Chuk found this video of our friend Wes Cooper. He taught us fly-fishing. He gave the boys their first fly-tying vice. I added this video and link to the story I wrote about Wes back in 2004. We would often saunter in on Sunday nights and listen to me preach. He is a devoted Christian man.
Longtime Trout Unlimited member Wes Cooper |
A few years ago we considered taking up fly-fishing. When we wanted to learn fly-fishing we read about it. The literature on fly-fishing is extensive. The best fly-fishermen must spend most of the winter tying their own flies or writing first-class prose about the sport. It is an art-form and the aesthetic bent that draws a man to it must lend itself in many fly-fisherman to good descriptive writing. It is common for a good book on fly-fishing to be illustrated with some very satisfying watercolors.
Henry VanDyke was such a man. I still cherish the memory of reading my first essay by Henry VanDyke. VanDyke is perhaps best remembered for writing the words to “Joyful, Joyful, we Adore Thee,” but he was a man of an amazing variety of gifts and interests. The pastor of Brick Presbyterian Church in New York, an American Ambassador, and avid lover and explorer of God’s creation, he was a writer and fly-fisherman. When he writes of a trout stream in the heather-carpeted highlands of Scotland you can almost hear the brook, smell the moist air, and feel the tug at your line.
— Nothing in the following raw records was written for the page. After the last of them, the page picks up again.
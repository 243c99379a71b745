//! Connectivity diagnostic: connect with the service's settings, ping, list collections.
//!
//! Run: `cargo run --bin check-connection`

use contacts_api::store::{connect_client, MongoContactStore};
use contacts_api::MongoSettings;
use std::process::ExitCode;
use tracing::{error, info};
use tracing_subscriber::EnvFilter;

#[tokio::main]
async fn main() -> ExitCode {
    dotenvy::dotenv().ok();
    tracing_subscriber::fmt()
        .with_env_filter(
            EnvFilter::try_from_default_env().unwrap_or_else(|_| EnvFilter::new("info")),
        )
        .init();

    let settings = match MongoSettings::from_env() {
        Ok(s) => s,
        Err(e) => {
            error!(error = %e, "invalid configuration");
            return ExitCode::FAILURE;
        }
    };

    info!(uri = %settings.redacted_uri(), "testing MongoDB connection");
    let client = match connect_client(&settings).await {
        Ok(c) => c,
        Err(e) => {
            error!(error = %e, "connection failed");
            if e.is_server_selection() {
                error!("possible causes:");
                error!("1. your IP address is not on the cluster's access list");
                error!("2. wrong username or password in the connection string");
                error!("3. wrong cluster host name");
                error!("4. no network route to the MongoDB deployment");
            }
            return ExitCode::FAILURE;
        }
    };

    let store = MongoContactStore::from_client(&client, &settings);
    info!(database = %store.database_name(), "connection successful");
    let code = match store.collection_names().await {
        Ok(names) => {
            info!(collections = ?names, "collections");
            ExitCode::SUCCESS
        }
        Err(e) => {
            error!(error = %e, "failed to list collections");
            ExitCode::FAILURE
        }
    };
    client.shutdown().await;
    code
}
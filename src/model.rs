//! Contact domain types shared by the store, service and HTTP layers.

use chrono::NaiveDate;
use mongodb::bson::oid::ObjectId;
use serde::{Serialize, Serializer};
use std::fmt;

/// Store-assigned contact identifier (24 hex characters).
#[derive(Debug, Clone, Copy, PartialEq, Eq, Hash, PartialOrd, Ord)]
pub struct ContactId(ObjectId);

impl ContactId {
    pub fn new() -> Self {
        Self(ObjectId::new())
    }

    /// Identifier syntax check. Returns `None` for anything that is not 24 hex characters.
    pub fn parse(s: &str) -> Option<Self> {
        ObjectId::parse_str(s).ok().map(Self)
    }

    pub fn object_id(&self) -> ObjectId {
        self.0
    }
}

impl Default for ContactId {
    fn default() -> Self {
        Self::new()
    }
}

impl From<ObjectId> for ContactId {
    fn from(oid: ObjectId) -> Self {
        Self(oid)
    }
}

impl fmt::Display for ContactId {
    fn fmt(&self, f: &mut fmt::Formatter<'_>) -> fmt::Result {
        f.write_str(&self.0.to_hex())
    }
}

impl Serialize for ContactId {
    fn serialize<S: Serializer>(&self, serializer: S) -> Result<S::Ok, S::Error> {
        serializer.serialize_str(&self.0.to_hex())
    }
}

/// A stored contact as returned to clients.
#[derive(Debug, Clone, PartialEq, Eq, Serialize)]
#[serde(rename_all = "camelCase")]
pub struct Contact {
    pub id: ContactId,
    pub first_name: String,
    pub last_name: String,
    pub email: String,
    #[serde(skip_serializing_if = "Option::is_none")]
    pub favorite_color: Option<String>,
    #[serde(skip_serializing_if = "Option::is_none")]
    pub birthday: Option<NaiveDate>,
}

impl Contact {
    pub fn from_new(id: ContactId, new: NewContact) -> Self {
        Self {
            id,
            first_name: new.first_name,
            last_name: new.last_name,
            email: new.email,
            favorite_color: new.favorite_color,
            birthday: new.birthday,
        }
    }

    /// Partial merge: only fields present in the patch change.
    pub fn apply(&mut self, patch: &ContactPatch) {
        if let Some(v) = &patch.first_name {
            self.first_name = v.clone();
        }
        if let Some(v) = &patch.last_name {
            self.last_name = v.clone();
        }
        if let Some(v) = &patch.email {
            self.email = v.clone();
        }
        if let Some(v) = &patch.favorite_color {
            self.favorite_color = Some(v.clone());
        }
        if let Some(v) = patch.birthday {
            self.birthday = Some(v);
        }
    }
}

/// Validated create payload.
#[derive(Debug, Clone, PartialEq, Eq)]
pub struct NewContact {
    pub first_name: String,
    pub last_name: String,
    pub email: String,
    pub favorite_color: Option<String>,
    pub birthday: Option<NaiveDate>,
}

/// Validated update payload. At least one field is set once it leaves the validator.
#[derive(Debug, Clone, Default, PartialEq, Eq)]
pub struct ContactPatch {
    pub first_name: Option<String>,
    pub last_name: Option<String>,
    pub email: Option<String>,
    pub favorite_color: Option<String>,
    pub birthday: Option<NaiveDate>,
}

impl ContactPatch {
    pub fn is_empty(&self) -> bool {
        self.first_name.is_none()
            && self.last_name.is_none()
            && self.email.is_none()
            && self.favorite_color.is_none()
            && self.birthday.is_none()
    }
}
//! Contact CRUD handlers. Payload validation happens here; id checks and store calls live in ContactService.

use crate::error::AppError;
use crate::response;
use crate::service::validation::{body_to_map, body_violation};
use crate::service::ContactValidator;
use crate::state::AppState;
use axum::{
    extract::{rejection::JsonRejection, Path, State},
    response::IntoResponse,
    Json,
};
use serde_json::{Map, Value};

fn json_object(body: Result<Json<Value>, JsonRejection>) -> Result<Map<String, Value>, AppError> {
    let Json(value) = body.map_err(|rejection| {
        tracing::debug!(%rejection, "unreadable request body");
        body_violation()
    })?;
    body_to_map(value)
}

pub async fn list(State(state): State<AppState>) -> Result<impl IntoResponse, AppError> {
    let contacts = state.contacts.list().await?;
    Ok(response::ok(contacts))
}

pub async fn create(
    State(state): State<AppState>,
    body: Result<Json<Value>, JsonRejection>,
) -> Result<impl IntoResponse, AppError> {
    let body = json_object(body)?;
    let new = ContactValidator::validate_create(&body)?;
    let contact = state.contacts.create(new).await?;
    Ok(response::created(contact))
}

pub async fn read(
    State(state): State<AppState>,
    Path(id): Path<String>,
) -> Result<impl IntoResponse, AppError> {
    let contact = state.contacts.get(&id).await?;
    Ok(response::ok(contact))
}

/// The payload is validated before the id, so an empty body is reported even for a malformed id.
pub async fn update(
    State(state): State<AppState>,
    Path(id): Path<String>,
    body: Result<Json<Value>, JsonRejection>,
) -> Result<impl IntoResponse, AppError> {
    let body = json_object(body)?;
    let patch = ContactValidator::validate_update(&body)?;
    let contact = state.contacts.update(&id, patch).await?;
    Ok(response::ok(contact))
}

pub async fn delete(
    State(state): State<AppState>,
    Path(id): Path<String>,
) -> Result<impl IntoResponse, AppError> {
    let count = state.contacts.delete(&id).await?;
    Ok(response::deleted(count))
}
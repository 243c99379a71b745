//! Environment-driven settings. `.env` is loaded by the binaries before any of this runs.

use crate::error::ConfigError;
use regex::Regex;
use std::str::FromStr;
use std::sync::LazyLock;
use std::time::Duration;
use tracing::info;

pub const DEFAULT_PORT: u16 = 8080;
pub const DEFAULT_COLLECTION: &str = "contacts";
const DEFAULT_SERVER_SELECTION_TIMEOUT_MS: u64 = 5_000;
const DEFAULT_CONNECT_TIMEOUT_MS: u64 = 10_000;

static USERINFO_RE: LazyLock<Regex> =
    LazyLock::new(|| Regex::new(r"://.*@").expect("userinfo pattern compiles"));

#[derive(Debug, Clone, Copy, PartialEq, Eq)]
pub enum StoreKind {
    Mongo,
    Memory,
}

impl FromStr for StoreKind {
    type Err = ();

    fn from_str(s: &str) -> Result<Self, Self::Err> {
        match s.trim().to_ascii_lowercase().as_str() {
            "mongo" | "mongodb" => Ok(StoreKind::Mongo),
            "memory" => Ok(StoreKind::Memory),
            _ => Err(()),
        }
    }
}

#[derive(Debug, Clone)]
pub struct MongoSettings {
    pub uri: String,
    /// Overrides the database named in the URI.
    pub database: Option<String>,
    pub collection: String,
    pub server_selection_timeout: Duration,
    pub connect_timeout: Duration,
}

impl MongoSettings {
    pub fn from_env() -> Result<Self, ConfigError> {
        Self::from_lookup(|key| std::env::var(key).ok())
    }

    pub fn from_lookup(lookup: impl Fn(&str) -> Option<String>) -> Result<Self, ConfigError> {
        let uri = lookup("MONGODB_URI")
            .filter(|s| !s.trim().is_empty())
            .ok_or(ConfigError::Missing("MONGODB_URI"))?;
        let database = lookup("MONGODB_DATABASE").filter(|s| !s.trim().is_empty());
        let collection = lookup("MONGODB_COLLECTION")
            .filter(|s| !s.trim().is_empty())
            .unwrap_or_else(|| DEFAULT_COLLECTION.to_string());
        let server_selection_ms = parse_or(
            &lookup,
            "MONGODB_SERVER_SELECTION_TIMEOUT_MS",
            DEFAULT_SERVER_SELECTION_TIMEOUT_MS,
        )?;
        let connect_ms = parse_or(&lookup, "MONGODB_CONNECT_TIMEOUT_MS", DEFAULT_CONNECT_TIMEOUT_MS)?;
        Ok(Self {
            uri,
            database,
            collection,
            server_selection_timeout: Duration::from_millis(server_selection_ms),
            connect_timeout: Duration::from_millis(connect_ms),
        })
    }

    pub fn redacted_uri(&self) -> String {
        redact_uri(&self.uri)
    }
}

/// Which backend serves the contacts collection.
#[derive(Debug, Clone)]
pub enum StoreConfig {
    Mongo(MongoSettings),
    Memory,
}

impl StoreConfig {
    pub fn kind(&self) -> StoreKind {
        match self {
            StoreConfig::Mongo(_) => StoreKind::Mongo,
            StoreConfig::Memory => StoreKind::Memory,
        }
    }
}

#[derive(Debug, Clone)]
pub struct Config {
    pub port: u16,
    pub store: StoreConfig,
}

impl Config {
    pub fn from_env() -> Result<Self, ConfigError> {
        Self::from_lookup(|key| std::env::var(key).ok())
    }

    pub fn from_lookup(lookup: impl Fn(&str) -> Option<String>) -> Result<Self, ConfigError> {
        let port = parse_or(&lookup, "PORT", DEFAULT_PORT)?;
        let kind = match lookup("CONTACTS_STORE") {
            Some(v) => v.parse::<StoreKind>().map_err(|_| ConfigError::Invalid {
                key: "CONTACTS_STORE",
                value: v.clone(),
            })?,
            None => StoreKind::Mongo,
        };
        let store = match kind {
            StoreKind::Mongo => StoreConfig::Mongo(MongoSettings::from_lookup(&lookup)?),
            StoreKind::Memory => StoreConfig::Memory,
        };
        Ok(Self { port, store })
    }
}

fn parse_or<T: FromStr>(
    lookup: &impl Fn(&str) -> Option<String>,
    key: &'static str,
    default: T,
) -> Result<T, ConfigError> {
    match lookup(key) {
        Some(v) => v
            .trim()
            .parse()
            .map_err(|_| ConfigError::Invalid { key, value: v }),
        None => {
            info!("{key} not set, using default");
            Ok(default)
        }
    }
}

/// Hide the userinfo part of a connection string: `scheme://user:pw@host` becomes `scheme://<credentials>@host`.
pub fn redact_uri(uri: &str) -> String {
    USERINFO_RE.replace(uri, "://<credentials>@").into_owned()
}
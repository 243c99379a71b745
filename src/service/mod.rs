//! ContactService and the payload validator it relies on.

mod contacts;
pub mod validation;
pub use contacts::ContactService;
pub use validation::ContactValidator;
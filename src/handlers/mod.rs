//! HTTP handlers for contact CRUD.

pub mod contacts;
pub use contacts::*;
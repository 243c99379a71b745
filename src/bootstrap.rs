//! Process startup: open the configured store, serve until a shutdown signal, release the client.

use crate::config::{Config, StoreConfig};
use crate::error::StoreError;
use crate::service::ContactService;
use crate::state::AppState;
use crate::store::{connect_client, ContactStore, MemoryContactStore, MongoContactStore};
use axum::Router;
use mongodb::Client;
use std::sync::Arc;
use tokio::net::TcpListener;
use tokio::signal;
use tracing::{error, info};

/// The opened store plus whatever handle must be released on shutdown.
pub struct Backend {
    pub state: AppState,
    client: Option<Client>,
}

impl Backend {
    /// Connect to the configured store. For MongoDB this fails unless the deployment answers a ping.
    pub async fn open(config: &Config) -> Result<Self, StoreError> {
        let (store, client): (Arc<dyn ContactStore>, Option<Client>) = match &config.store {
            StoreConfig::Mongo(settings) => {
                info!(uri = %settings.redacted_uri(), "connecting to MongoDB");
                let client = connect_client(settings).await?;
                let store = MongoContactStore::from_client(&client, settings);
                info!(
                    database = %store.database_name(),
                    collection = %settings.collection,
                    "connected to MongoDB"
                );
                let store: Arc<dyn ContactStore> = Arc::new(store);
                (store, Some(client))
            }
            StoreConfig::Memory => {
                info!("using in-memory contact store");
                let store: Arc<dyn ContactStore> = Arc::new(MemoryContactStore::new());
                (store, None)
            }
        };
        Ok(Self {
            state: AppState::new(ContactService::new(store)),
            client,
        })
    }

    pub async fn close(self) {
        if let Some(client) = self.client {
            client.shutdown().await;
            info!("MongoDB client closed");
        }
    }
}

/// Serve `app` until Ctrl+C or SIGTERM.
pub async fn serve(listener: TcpListener, app: Router) -> std::io::Result<()> {
    axum::serve(listener, app)
        .with_graceful_shutdown(shutdown_signal())
        .await
}

async fn shutdown_signal() {
    let ctrl_c = async {
        match signal::ctrl_c().await {
            Ok(()) => info!("received Ctrl+C, shutting down"),
            Err(e) => {
                error!(error = %e, "failed to install Ctrl+C handler");
                std::future::pending::<()>().await;
            }
        }
    };

    #[cfg(unix)]
    let terminate = async {
        match signal::unix::signal(signal::unix::SignalKind::terminate()) {
            Ok(mut stream) => {
                stream.recv().await;
                info!("received terminate signal, shutting down");
            }
            Err(e) => {
                error!(error = %e, "failed to install SIGTERM handler");
                std::future::pending::<()>().await;
            }
        }
    };

    #[cfg(not(unix))]
    let terminate = std::future::pending::<()>();

    tokio::select! {
        _ = ctrl_c => {},
        _ = terminate => {},
    }
}
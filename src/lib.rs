//! Contacts API: REST CRUD over a single contact collection in MongoDB.

pub mod bootstrap;
pub mod config;
pub mod error;
pub mod handlers;
pub mod model;
pub mod response;
pub mod routes;
pub mod service;
pub mod state;
pub mod store;

pub use config::{Config, MongoSettings, StoreConfig, StoreKind};
pub use error::{AppError, ConfigError, FieldViolation, StoreError};
pub use model::{Contact, ContactId, ContactPatch, NewContact};
pub use routes::{common_routes, common_routes_with_ready, contact_routes};
pub use service::{ContactService, ContactValidator};
pub use state::AppState;
pub use store::{ContactStore, MemoryContactStore, MongoContactStore};

use axum::Router;
use tower_http::limit::RequestBodyLimitLayer;

/// Largest accepted request body.
pub const BODY_LIMIT_BYTES: usize = 64 * 1024;

/// Full HTTP surface: common routes plus `/contacts`.
pub fn app(state: AppState) -> Router {
    Router::new()
        .merge(common_routes_with_ready(state.clone()))
        .merge(contact_routes(state))
        .layer(RequestBodyLimitLayer::new(BODY_LIMIT_BYTES))
}
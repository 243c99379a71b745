use axum::body::Body;
use axum::http::{header, Method, Request, StatusCode};
use axum::Router;
use contacts_api::{app, AppState, ContactService, MemoryContactStore, BODY_LIMIT_BYTES};
use serde_json::{json, Value};
use std::sync::Arc;
use tower::ServiceExt;

fn test_app() -> (Arc<MemoryContactStore>, Router) {
    let store = Arc::new(MemoryContactStore::new());
    let state = AppState::new(ContactService::new(store.clone()));
    (store, app(state))
}

async fn send(app: &Router, method: Method, uri: &str, body: Option<Value>) -> (StatusCode, Value) {
    let builder = Request::builder().method(method).uri(uri);
    let request = match body {
        Some(b) => builder
            .header(header::CONTENT_TYPE, "application/json")
            .body(Body::from(b.to_string()))
            .unwrap(),
        None => builder.body(Body::empty()).unwrap(),
    };
    let response = app.clone().oneshot(request).await.unwrap();
    let status = response.status();
    let bytes = axum::body::to_bytes(response.into_body(), usize::MAX).await.unwrap();
    let json = serde_json::from_slice(&bytes).unwrap_or(Value::Null);
    (status, json)
}

fn ken() -> Value {
    json!({"firstName": "Ken", "lastName": "Mbuyi", "email": "ken.m@example.com"})
}

async fn create_ken(app: &Router) -> String {
    let (status, body) = send(app, Method::POST, "/contacts", Some(ken())).await;
    assert_eq!(status, StatusCode::CREATED);
    body["id"].as_str().unwrap().to_string()
}

#[tokio::test]
async fn full_lifecycle() {
    let (_, app) = test_app();

    let mut payload = ken();
    payload["birthday"] = json!("1998-09-10");
    let (status, created) = send(&app, Method::POST, "/contacts", Some(payload)).await;
    assert_eq!(status, StatusCode::CREATED);
    let id = created["id"].as_str().unwrap().to_string();
    assert_eq!(id.len(), 24);
    assert_eq!(created["firstName"], "Ken");
    assert_eq!(created["birthday"], "1998-09-10");

    let (status, fetched) = send(&app, Method::GET, &format!("/contacts/{id}"), None).await;
    assert_eq!(status, StatusCode::OK);
    assert_eq!(fetched, created);

    let (status, updated) = send(
        &app,
        Method::PUT,
        &format!("/contacts/{id}"),
        Some(json!({"favoriteColor": "Teal"})),
    )
    .await;
    assert_eq!(status, StatusCode::OK);
    assert_eq!(updated["favoriteColor"], "Teal");
    assert_eq!(updated["firstName"], "Ken");
    assert_eq!(updated["lastName"], "Mbuyi");
    assert_eq!(updated["email"], "ken.m@example.com");
    assert_eq!(updated["birthday"], "1998-09-10");

    let (status, receipt) = send(&app, Method::DELETE, &format!("/contacts/{id}"), None).await;
    assert_eq!(status, StatusCode::OK);
    assert_eq!(
        receipt,
        json!({"message": "Contact deleted successfully", "deletedCount": 1})
    );

    let (status, body) = send(&app, Method::GET, &format!("/contacts/{id}"), None).await;
    assert_eq!(status, StatusCode::NOT_FOUND);
    assert_eq!(body, json!({"error": "Contact not found"}));
}

#[tokio::test]
async fn blank_favorite_color_is_dropped_on_create_and_rejected_on_update() {
    let (_, app) = test_app();

    let mut payload = ken();
    payload["favoriteColor"] = json!("   ");
    let (status, created) = send(&app, Method::POST, "/contacts", Some(payload)).await;
    assert_eq!(status, StatusCode::CREATED);
    assert!(created.get("favoriteColor").is_none());
    let id = created["id"].as_str().unwrap().to_string();

    let (status, body) = send(
        &app,
        Method::PUT,
        &format!("/contacts/{id}"),
        Some(json!({"favoriteColor": ""})),
    )
    .await;
    assert_eq!(status, StatusCode::BAD_REQUEST);
    assert_eq!(body["errors"][0]["field"], "favoriteColor");
    assert_eq!(body["errors"][0]["message"], "Favorite color cannot be empty");

    let (status, body) = send(
        &app,
        Method::PUT,
        &format!("/contacts/{id}"),
        Some(json!({"favoriteColor": 7})),
    )
    .await;
    assert_eq!(status, StatusCode::BAD_REQUEST);
    assert_eq!(body["errors"][0]["message"], "Favorite color must be text");
}

#[tokio::test]
async fn invalid_ids_are_rejected_without_touching_the_store() {
    let (store, app) = test_app();

    let (status, body) = send(&app, Method::GET, "/contacts/not-a-valid-id", None).await;
    assert_eq!(status, StatusCode::BAD_REQUEST);
    assert_eq!(body, json!({"error": "Invalid ID format"}));

    let (status, body) = send(
        &app,
        Method::PUT,
        "/contacts/not-a-valid-id",
        Some(json!({"favoriteColor": "Teal"})),
    )
    .await;
    assert_eq!(status, StatusCode::BAD_REQUEST);
    assert_eq!(body, json!({"error": "Invalid ID format"}));

    let (status, body) = send(&app, Method::DELETE, "/contacts/not-a-valid-id", None).await;
    assert_eq!(status, StatusCode::BAD_REQUEST);
    assert_eq!(body, json!({"error": "Invalid ID format"}));

    assert_eq!(store.round_trips(), 0);
}

#[tokio::test]
async fn malformed_create_persists_nothing() {
    let (_, app) = test_app();
    create_ken(&app).await;

    let bad_payloads = [
        json!({"lastName": "Mbuyi", "email": "ken.m@example.com"}),
        json!({"firstName": "Ken", "email": "ken.m@example.com"}),
        json!({"firstName": "Ken", "lastName": "Mbuyi"}),
        json!({"firstName": "Ken", "lastName": "Mbuyi", "email": "not-an-email"}),
        json!({"firstName": "Ken", "lastName": "Mbuyi", "email": "ken.m@example.com", "birthday": "1998-02-30"}),
    ];
    for payload in bad_payloads {
        let (status, body) = send(&app, Method::POST, "/contacts", Some(payload.clone())).await;
        assert_eq!(status, StatusCode::BAD_REQUEST, "payload {payload}");
        let errors = body["errors"].as_array().unwrap();
        assert!(!errors.is_empty());
        assert!(errors[0]["field"].is_string());
        assert!(errors[0]["message"].is_string());
    }

    let (status, list) = send(&app, Method::GET, "/contacts", None).await;
    assert_eq!(status, StatusCode::OK);
    assert_eq!(list.as_array().unwrap().len(), 1);
}

#[tokio::test]
async fn empty_update_is_a_validation_error_even_for_bad_ids() {
    let (_, app) = test_app();
    let id = create_ken(&app).await;

    for uri in [format!("/contacts/{id}"), "/contacts/not-a-valid-id".to_string()] {
        let (status, body) = send(&app, Method::PUT, &uri, Some(json!({}))).await;
        assert_eq!(status, StatusCode::BAD_REQUEST);
        assert_eq!(
            body,
            json!({"errors": [{"field": "body", "message": "At least one field must be provided for update"}]})
        );
    }
}

#[tokio::test]
async fn update_reports_field_violations_and_leaves_contact_alone() {
    let (_, app) = test_app();
    let id = create_ken(&app).await;

    let (status, body) = send(
        &app,
        Method::PUT,
        &format!("/contacts/{id}"),
        Some(json!({"firstName": "   ", "favoriteColor": "Teal"})),
    )
    .await;
    assert_eq!(status, StatusCode::BAD_REQUEST);
    assert_eq!(body["errors"][0]["field"], "firstName");
    assert_eq!(body["errors"][0]["message"], "First name cannot be empty");

    let (_, fetched) = send(&app, Method::GET, &format!("/contacts/{id}"), None).await;
    assert_eq!(fetched["firstName"], "Ken");
    assert!(fetched.get("favoriteColor").is_none());
}

#[tokio::test]
async fn missing_contacts_are_not_found() {
    let (_, app) = test_app();
    let id = "686ec65ce7b6f972022c8c91";

    let (status, _) = send(&app, Method::GET, &format!("/contacts/{id}"), None).await;
    assert_eq!(status, StatusCode::NOT_FOUND);

    let (status, body) = send(
        &app,
        Method::PUT,
        &format!("/contacts/{id}"),
        Some(json!({"lastName": "Mbuyi"})),
    )
    .await;
    assert_eq!(status, StatusCode::NOT_FOUND);
    assert_eq!(body, json!({"error": "Contact not found"}));

    let (status, _) = send(&app, Method::DELETE, &format!("/contacts/{id}"), None).await;
    assert_eq!(status, StatusCode::NOT_FOUND);
}

#[tokio::test]
async fn create_normalizes_email_and_keeps_optional_fields() {
    let (_, app) = test_app();
    let (status, created) = send(
        &app,
        Method::POST,
        "/contacts",
        Some(json!({
            "firstName": " Ken ",
            "lastName": "Mbuyi",
            "email": "Ken.M@Example.com",
            "favoriteColor": "Teal",
            "birthday": "1998-09-10",
            "role": "admin"
        })),
    )
    .await;
    assert_eq!(status, StatusCode::CREATED);
    assert_eq!(created["firstName"], "Ken");
    assert_eq!(created["email"], "ken.m@example.com");
    assert_eq!(created["birthday"], "1998-09-10");
    assert!(created.get("role").is_none());
}

#[tokio::test]
async fn store_failures_become_generic_server_errors() {
    let (store, app) = test_app();
    let id = create_ken(&app).await;
    store.set_unavailable(true);

    let (status, body) = send(&app, Method::GET, "/contacts", None).await;
    assert_eq!(status, StatusCode::INTERNAL_SERVER_ERROR);
    assert_eq!(body, json!({"error": "Server error"}));

    let (status, body) = send(&app, Method::POST, "/contacts", Some(ken())).await;
    assert_eq!(status, StatusCode::INTERNAL_SERVER_ERROR);
    assert_eq!(body, json!({"error": "Server error"}));

    let (status, _) = send(&app, Method::DELETE, &format!("/contacts/{id}"), None).await;
    assert_eq!(status, StatusCode::INTERNAL_SERVER_ERROR);
}

#[tokio::test]
async fn unreadable_bodies_are_validation_errors() {
    let (_, app) = test_app();

    let request = Request::builder()
        .method(Method::POST)
        .uri("/contacts")
        .header(header::CONTENT_TYPE, "application/json")
        .body(Body::from("{not json"))
        .unwrap();
    let response = app.clone().oneshot(request).await.unwrap();
    assert_eq!(response.status(), StatusCode::BAD_REQUEST);

    let (status, body) = send(&app, Method::POST, "/contacts", Some(json!(["Ken"]))).await;
    assert_eq!(status, StatusCode::BAD_REQUEST);
    assert_eq!(body["errors"][0]["field"], "body");
}

#[tokio::test]
async fn oversized_bodies_are_refused() {
    let (_, app) = test_app();
    let payload = "x".repeat(BODY_LIMIT_BYTES + 1);
    let request = Request::builder()
        .method(Method::POST)
        .uri("/contacts")
        .header(header::CONTENT_TYPE, "application/json")
        .header(header::CONTENT_LENGTH, payload.len())
        .body(Body::from(payload))
        .unwrap();
    let response = app.oneshot(request).await.unwrap();
    assert_eq!(response.status(), StatusCode::PAYLOAD_TOO_LARGE);
}

#[tokio::test]
async fn health_and_readiness() {
    let (store, app) = test_app();

    let (status, body) = send(&app, Method::GET, "/health", None).await;
    assert_eq!(status, StatusCode::OK);
    assert_eq!(body["status"], "OK");
    let ts = body["timestamp"].as_str().unwrap();
    assert!(chrono::DateTime::parse_from_rfc3339(ts).is_ok());

    let (status, body) = send(&app, Method::GET, "/ready", None).await;
    assert_eq!(status, StatusCode::OK);
    assert_eq!(body["database"], "ok");

    store.set_unavailable(true);
    let (status, body) = send(&app, Method::GET, "/ready", None).await;
    assert_eq!(status, StatusCode::SERVICE_UNAVAILABLE);
    assert_eq!(body["status"], "degraded");

    // Liveness does not depend on the store.
    let (status, _) = send(&app, Method::GET, "/health", None).await;
    assert_eq!(status, StatusCode::OK);
}

#[tokio::test]
async fn banner_and_version() {
    let (_, app) = test_app();
    let response = app
        .clone()
        .oneshot(Request::builder().uri("/").body(Body::empty()).unwrap())
        .await
        .unwrap();
    assert_eq!(response.status(), StatusCode::OK);
    let bytes = axum::body::to_bytes(response.into_body(), usize::MAX).await.unwrap();
    assert_eq!(&bytes[..], b"Contacts API is running!");

    let (status, body) = send(&app, Method::GET, "/version", None).await;
    assert_eq!(status, StatusCode::OK);
    assert_eq!(body["name"], "contacts-api");
}
//! Common routes: banner, health, readiness, version.

use crate::state::AppState;
use axum::{extract::State, http::StatusCode, routing::get, Json, Router};
use serde::Serialize;

#[derive(Serialize)]
struct HealthBody {
    status: &'static str,
    timestamp: String,
}

#[derive(Serialize)]
struct ReadyBody {
    status: &'static str,
    #[serde(skip_serializing_if = "Option::is_none")]
    database: Option<&'static str>,
}

async fn banner() -> &'static str {
    "Contacts API is running!"
}

async fn health() -> Json<HealthBody> {
    Json(HealthBody {
        status: "OK",
        timestamp: chrono::Utc::now().to_rfc3339(),
    })
}

async fn ready(State(state): State<AppState>) -> Result<Json<ReadyBody>, (StatusCode, Json<ReadyBody>)> {
    if let Err(e) = state.contacts.store().ping().await {
        tracing::warn!(error = %e, "readiness probe failed");
        return Err((
            StatusCode::SERVICE_UNAVAILABLE,
            Json(ReadyBody {
                status: "degraded",
                database: Some("unavailable"),
            }),
        ));
    }
    Ok(Json(ReadyBody {
        status: "OK",
        database: Some("ok"),
    }))
}

async fn version() -> Json<serde_json::Value> {
    Json(serde_json::json!({
        "name": env!("CARGO_PKG_NAME"),
        "version": env!("CARGO_PKG_VERSION")
    }))
}

/// Common routes (no state): GET /, GET /health, GET /version.
pub fn common_routes() -> Router {
    Router::new()
        .route("/", get(banner))
        .route("/health", get(health))
        .route("/version", get(version))
}

/// Common routes including readiness with a store ping. Requires AppState.
pub fn common_routes_with_ready(state: AppState) -> Router {
    Router::new()
        .route("/ready", get(ready))
        .with_state(state)
        .merge(common_routes())
}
It was a sweet smiling providence that directed me to a used bookstore one afternoon on the way home from a speaking engagement where I found a treasure I didn’t even know at the time existed – the complete works of Henry Van Dyke. Eighteen beautiful hard-cover volumes nearly a century old. The set is a world of pleasure, theology, essay, memoir, exposition of Scripture, and outdoor journals from travels around the world. Van Dyke even wrote a full book on his observations of creation in the Land where Christ walked.
There is just plain a wealth of good fly-fishing literature available for long winter evenings when you are waiting for spring. It is great to read and beautiful to behold. But you can’t really learn to fish by reading about it, not even books with pictures. We wanted to learn the sport. I knew we needed a mentor. In my pastoral visitation I began to ask around.
One afternoon calling on a man in our church I judged by a room full of trophies that I was in the home of a seasoned outdoorsman. I said, “Say, what do you know about fly-fishing?”
“Well, not much, but I tell you who does. Wes Cooper is a master fly-fisherman. He builds bamboo fly-rods and people from all over the country buy them.”
When I returned home I told my sons, “Here is the phone number of an expert fly-fisherman. Most older men will open the treasure of their knowledge to a young man who will respectfully listen and ask insightful questions. When he sees you are eager to learn, he will teach you everything he knows.”
That was true of Wes Cooper. He was a retired school teacher, a devoted follower of Jesus Christ, a fisher of souls, and a fly-fisherman. He invited us over and he showed us how to cast and we stood around for a couple hours copying notes into our little notebooks as we learned the art of fly-fishing. He saw that we had an appreciation for what we could learn from him. A few weeks later he took the boys with him out on some of his favorite streams in West Michigan and showed them on the stream how to match the insect hatch, how to present the fly, and how to hook and land a fish.
If you really want to learn to fish you want to read, and study, listen and watch, but most of all you want to follow – follow a master fisherman and imitate him. You need to be with him. You need to spend time in the presence of the Master.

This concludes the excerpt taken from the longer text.